What is being asked.
Find every line in the records below that holds the word "contains", and copy it out.

START Data section

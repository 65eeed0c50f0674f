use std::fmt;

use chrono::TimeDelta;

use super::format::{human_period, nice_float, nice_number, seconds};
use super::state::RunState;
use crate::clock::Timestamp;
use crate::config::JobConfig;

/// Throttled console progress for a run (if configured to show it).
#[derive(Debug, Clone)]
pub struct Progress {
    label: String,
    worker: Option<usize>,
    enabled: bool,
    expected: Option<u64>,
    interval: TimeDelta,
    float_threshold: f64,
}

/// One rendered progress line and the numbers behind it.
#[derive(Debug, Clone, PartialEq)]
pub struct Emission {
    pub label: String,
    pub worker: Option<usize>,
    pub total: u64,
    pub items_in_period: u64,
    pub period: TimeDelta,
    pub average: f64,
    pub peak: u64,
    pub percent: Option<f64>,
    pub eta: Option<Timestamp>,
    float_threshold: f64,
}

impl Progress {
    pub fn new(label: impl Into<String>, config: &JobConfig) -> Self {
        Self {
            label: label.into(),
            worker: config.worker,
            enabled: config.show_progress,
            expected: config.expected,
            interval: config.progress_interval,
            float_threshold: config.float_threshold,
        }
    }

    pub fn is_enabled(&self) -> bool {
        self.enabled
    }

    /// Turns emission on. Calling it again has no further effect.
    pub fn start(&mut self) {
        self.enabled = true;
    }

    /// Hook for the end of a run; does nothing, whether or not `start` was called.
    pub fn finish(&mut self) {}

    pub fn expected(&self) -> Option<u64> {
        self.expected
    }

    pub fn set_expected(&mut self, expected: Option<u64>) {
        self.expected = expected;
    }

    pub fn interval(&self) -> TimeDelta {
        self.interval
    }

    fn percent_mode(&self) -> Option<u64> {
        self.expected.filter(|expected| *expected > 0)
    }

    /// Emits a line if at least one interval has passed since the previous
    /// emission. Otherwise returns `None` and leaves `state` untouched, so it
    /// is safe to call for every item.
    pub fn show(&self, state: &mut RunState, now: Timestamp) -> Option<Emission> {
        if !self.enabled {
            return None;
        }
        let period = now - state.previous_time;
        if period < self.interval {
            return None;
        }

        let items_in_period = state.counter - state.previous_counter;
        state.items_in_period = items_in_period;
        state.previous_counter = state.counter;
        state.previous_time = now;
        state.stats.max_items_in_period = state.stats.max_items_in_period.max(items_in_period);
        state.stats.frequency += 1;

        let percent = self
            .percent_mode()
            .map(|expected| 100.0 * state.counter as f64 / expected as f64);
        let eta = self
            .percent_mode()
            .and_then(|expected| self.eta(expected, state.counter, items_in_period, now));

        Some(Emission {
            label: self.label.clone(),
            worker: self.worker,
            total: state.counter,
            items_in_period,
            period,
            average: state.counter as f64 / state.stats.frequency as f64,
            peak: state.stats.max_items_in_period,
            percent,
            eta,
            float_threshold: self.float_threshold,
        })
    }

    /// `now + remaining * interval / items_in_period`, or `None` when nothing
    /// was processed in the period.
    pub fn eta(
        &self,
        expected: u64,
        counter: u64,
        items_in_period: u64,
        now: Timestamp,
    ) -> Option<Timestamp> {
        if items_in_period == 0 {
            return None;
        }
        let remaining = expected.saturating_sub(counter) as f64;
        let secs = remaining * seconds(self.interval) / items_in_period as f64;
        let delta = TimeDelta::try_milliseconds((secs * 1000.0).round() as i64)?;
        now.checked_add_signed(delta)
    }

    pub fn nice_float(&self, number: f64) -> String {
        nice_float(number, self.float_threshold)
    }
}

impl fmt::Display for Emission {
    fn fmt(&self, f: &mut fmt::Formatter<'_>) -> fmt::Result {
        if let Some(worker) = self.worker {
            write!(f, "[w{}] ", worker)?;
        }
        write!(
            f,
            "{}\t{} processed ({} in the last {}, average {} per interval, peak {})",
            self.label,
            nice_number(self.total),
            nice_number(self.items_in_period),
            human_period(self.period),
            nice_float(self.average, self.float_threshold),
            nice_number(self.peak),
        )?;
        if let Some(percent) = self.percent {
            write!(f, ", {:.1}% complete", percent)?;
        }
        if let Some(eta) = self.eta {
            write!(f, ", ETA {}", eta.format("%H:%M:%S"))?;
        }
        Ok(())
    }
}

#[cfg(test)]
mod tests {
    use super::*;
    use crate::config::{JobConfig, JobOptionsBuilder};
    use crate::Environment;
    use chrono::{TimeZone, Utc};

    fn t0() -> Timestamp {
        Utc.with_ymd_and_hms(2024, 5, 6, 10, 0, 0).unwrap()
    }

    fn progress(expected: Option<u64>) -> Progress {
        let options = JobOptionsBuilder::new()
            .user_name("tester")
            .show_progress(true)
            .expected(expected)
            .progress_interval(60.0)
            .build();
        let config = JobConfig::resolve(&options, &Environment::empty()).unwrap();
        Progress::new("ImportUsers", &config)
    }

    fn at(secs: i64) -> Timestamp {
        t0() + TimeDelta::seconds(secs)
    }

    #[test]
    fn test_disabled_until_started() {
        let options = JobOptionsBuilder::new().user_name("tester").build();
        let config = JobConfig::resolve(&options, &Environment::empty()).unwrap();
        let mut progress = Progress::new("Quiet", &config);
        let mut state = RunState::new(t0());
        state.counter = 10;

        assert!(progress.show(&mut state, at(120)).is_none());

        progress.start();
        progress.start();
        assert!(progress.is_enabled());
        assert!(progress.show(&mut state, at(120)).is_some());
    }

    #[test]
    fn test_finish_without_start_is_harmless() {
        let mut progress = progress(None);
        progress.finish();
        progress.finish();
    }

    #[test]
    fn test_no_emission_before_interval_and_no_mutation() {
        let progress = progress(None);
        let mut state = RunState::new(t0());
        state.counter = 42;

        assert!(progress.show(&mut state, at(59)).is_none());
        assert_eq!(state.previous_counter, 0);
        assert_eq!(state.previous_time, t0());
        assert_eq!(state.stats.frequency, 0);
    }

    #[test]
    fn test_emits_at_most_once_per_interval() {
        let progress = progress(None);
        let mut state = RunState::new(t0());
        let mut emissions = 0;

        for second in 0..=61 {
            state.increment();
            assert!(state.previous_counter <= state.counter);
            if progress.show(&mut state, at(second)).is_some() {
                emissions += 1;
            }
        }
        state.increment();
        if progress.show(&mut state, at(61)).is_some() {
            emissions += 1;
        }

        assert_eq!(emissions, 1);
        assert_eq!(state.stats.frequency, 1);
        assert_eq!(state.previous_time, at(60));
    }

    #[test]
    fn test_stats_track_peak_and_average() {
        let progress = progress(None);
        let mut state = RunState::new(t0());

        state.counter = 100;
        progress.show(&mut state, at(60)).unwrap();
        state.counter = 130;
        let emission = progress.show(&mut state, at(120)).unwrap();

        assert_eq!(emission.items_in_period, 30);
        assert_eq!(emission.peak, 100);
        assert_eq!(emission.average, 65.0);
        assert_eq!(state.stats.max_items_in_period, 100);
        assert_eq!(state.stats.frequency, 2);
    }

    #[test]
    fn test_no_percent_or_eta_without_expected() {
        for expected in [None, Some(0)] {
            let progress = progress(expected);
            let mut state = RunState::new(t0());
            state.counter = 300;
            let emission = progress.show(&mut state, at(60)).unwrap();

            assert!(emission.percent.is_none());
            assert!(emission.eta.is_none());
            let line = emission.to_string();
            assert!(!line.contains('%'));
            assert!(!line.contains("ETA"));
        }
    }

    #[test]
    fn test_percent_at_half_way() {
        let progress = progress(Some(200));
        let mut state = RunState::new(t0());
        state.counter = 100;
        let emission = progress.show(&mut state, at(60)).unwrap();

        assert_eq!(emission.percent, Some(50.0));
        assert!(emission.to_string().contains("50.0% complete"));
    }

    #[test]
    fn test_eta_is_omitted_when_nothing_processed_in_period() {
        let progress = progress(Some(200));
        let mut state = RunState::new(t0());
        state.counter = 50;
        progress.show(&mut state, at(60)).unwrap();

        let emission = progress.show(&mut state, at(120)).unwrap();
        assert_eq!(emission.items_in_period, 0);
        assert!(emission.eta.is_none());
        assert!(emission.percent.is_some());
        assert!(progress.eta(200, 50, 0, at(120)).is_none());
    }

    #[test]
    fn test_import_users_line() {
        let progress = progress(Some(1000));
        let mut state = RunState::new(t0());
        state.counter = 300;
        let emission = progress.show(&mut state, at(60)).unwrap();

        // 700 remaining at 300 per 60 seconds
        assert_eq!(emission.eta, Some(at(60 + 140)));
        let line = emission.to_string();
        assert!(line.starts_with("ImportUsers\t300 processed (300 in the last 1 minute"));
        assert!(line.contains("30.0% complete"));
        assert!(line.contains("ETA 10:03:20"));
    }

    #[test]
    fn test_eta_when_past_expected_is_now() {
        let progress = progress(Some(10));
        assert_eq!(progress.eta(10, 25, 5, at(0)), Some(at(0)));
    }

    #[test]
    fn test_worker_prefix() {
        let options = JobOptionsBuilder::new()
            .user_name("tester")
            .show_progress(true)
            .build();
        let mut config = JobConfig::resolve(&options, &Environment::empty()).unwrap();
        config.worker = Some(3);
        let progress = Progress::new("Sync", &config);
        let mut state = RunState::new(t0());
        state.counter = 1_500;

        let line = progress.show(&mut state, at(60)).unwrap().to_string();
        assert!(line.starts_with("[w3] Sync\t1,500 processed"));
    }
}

END Data section

Solution to this problem.
            assert!(!line.contains('%'));
            assert!(!line.contains("ETA"));
        assert!(emission.to_string().contains("50.0% complete"));
        assert!(line.contains("30.0% complete"));
        assert!(line.contains("ETA 10:03:20"));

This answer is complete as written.